Like many harbours in Scotland, the fishing fleet that once occupied the harbour has been largely replaced by pleasure craft. Around 200 fishing boats were once based here but much of the fleet was destroyed by a storm in 1898, with most of those left intact relocating a short way down the coast to Anstruther. Cellardyke harbour is now home to a few small creel and pleasure boats.

== Avian flu ==

Cellardyke was the first place in the UK that an instance of avian influenza, caused by the H5N1 subtype of the Influenza A virus, was confirmed. A dead swan was found floating in Cellardyke harbour on 29 March 2006, and was subsequently collected by the Department for Environment, Food and Rural Affairs.
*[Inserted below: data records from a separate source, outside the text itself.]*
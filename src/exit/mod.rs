// =============================================================================
// Exit Management Module
// =============================================================================
//
// Regime-keyed exit parameters, the pure exit evaluator shared by every lane,
// and the ATR trailing-stop ratchet used once a lane has banked TP1.

pub mod evaluator;
pub mod rules;
pub mod trail;

pub use evaluator::{evaluate_exit, ExitInput, ExitSignal};
pub use rules::{ExitParams, ExitRuleTable};

use serde::{Deserialize, Serialize};

/// Why a position was (fully or partially) closed.
#[derive(Debug, Clone, Copy, PartialEq, Eq, Hash, Serialize, Deserialize)]
pub enum ExitReason {
    /// Regime stop-loss return reached.
    #[serde(rename = "sl")]
    StopLoss,
    /// Regime take-profit return reached.
    #[serde(rename = "tp")]
    TakeProfit,
    /// `max_hold_bars` elapsed.
    #[serde(rename = "decay")]
    Decay,
    /// Scratch exit: stale position going nowhere.
    #[serde(rename = "drop")]
    Drop,
    #[serde(rename = "invalidation_sl")]
    InvalidationStop,
    /// First ATR target; partial close.
    #[serde(rename = "tp1")]
    TakeProfit1,
    #[serde(rename = "atr_trail")]
    AtrTrail,
    #[serde(rename = "momentum_decay")]
    MomentumDecay,
    #[serde(rename = "time_stop")]
    TimeStop,
}

impl ExitReason {
    /// Partial exits leave the position open.
    pub fn is_partial(self) -> bool {
        self == Self::TakeProfit1
    }

    pub fn as_str(self) -> &'static str {
        match self {
            Self::StopLoss => "sl",
            Self::TakeProfit => "tp",
            Self::Decay => "decay",
            Self::Drop => "drop",
            Self::InvalidationStop => "invalidation_sl",
            Self::TakeProfit1 => "tp1",
            Self::AtrTrail => "atr_trail",
            Self::MomentumDecay => "momentum_decay",
            Self::TimeStop => "time_stop",
        }
    }
}

impl std::fmt::Display for ExitReason {
    fn fmt(&self, f: &mut std::fmt::Formatter<'_>) -> std::fmt::Result {
        f.write_str(self.as_str())
    }
}

#[cfg(test)]
mod tests {
    use super::*;

    #[test]
    fn display_matches_wire_name() {
        for reason in [
            ExitReason::StopLoss,
            ExitReason::TakeProfit,
            ExitReason::Decay,
            ExitReason::Drop,
            ExitReason::InvalidationStop,
            ExitReason::TakeProfit1,
            ExitReason::AtrTrail,
            ExitReason::MomentumDecay,
            ExitReason::TimeStop,
        ] {
            let json = serde_json::to_string(&reason).unwrap();
            assert_eq!(json, format!("\"{}\"", reason));
        }
        assert!(ExitReason::TakeProfit1.is_partial());
        assert!(!ExitReason::AtrTrail.is_partial());
    }
}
The Veterinary Laboratories Agency (VLA) began testing blood samples from the wild swan on 3 April 2006. The Scottish Executive announced a positive test of the blood samples on 5 April 2006, and the strain was identified as the highly pathogenic H5N1 variant on 6 April 2006. The incident brought unprecedented attention to Cellardyke, with worldwide media coverage of the events being broadcast from the small harbour.

The bird was a whooper swan of whom around 7,500 are thought to come to the UK during the winter. These are known to migrate from Iceland, Scandinavia and northern Russia. Some experts have suggested that the swan could have died in another country and been washed up on the coast.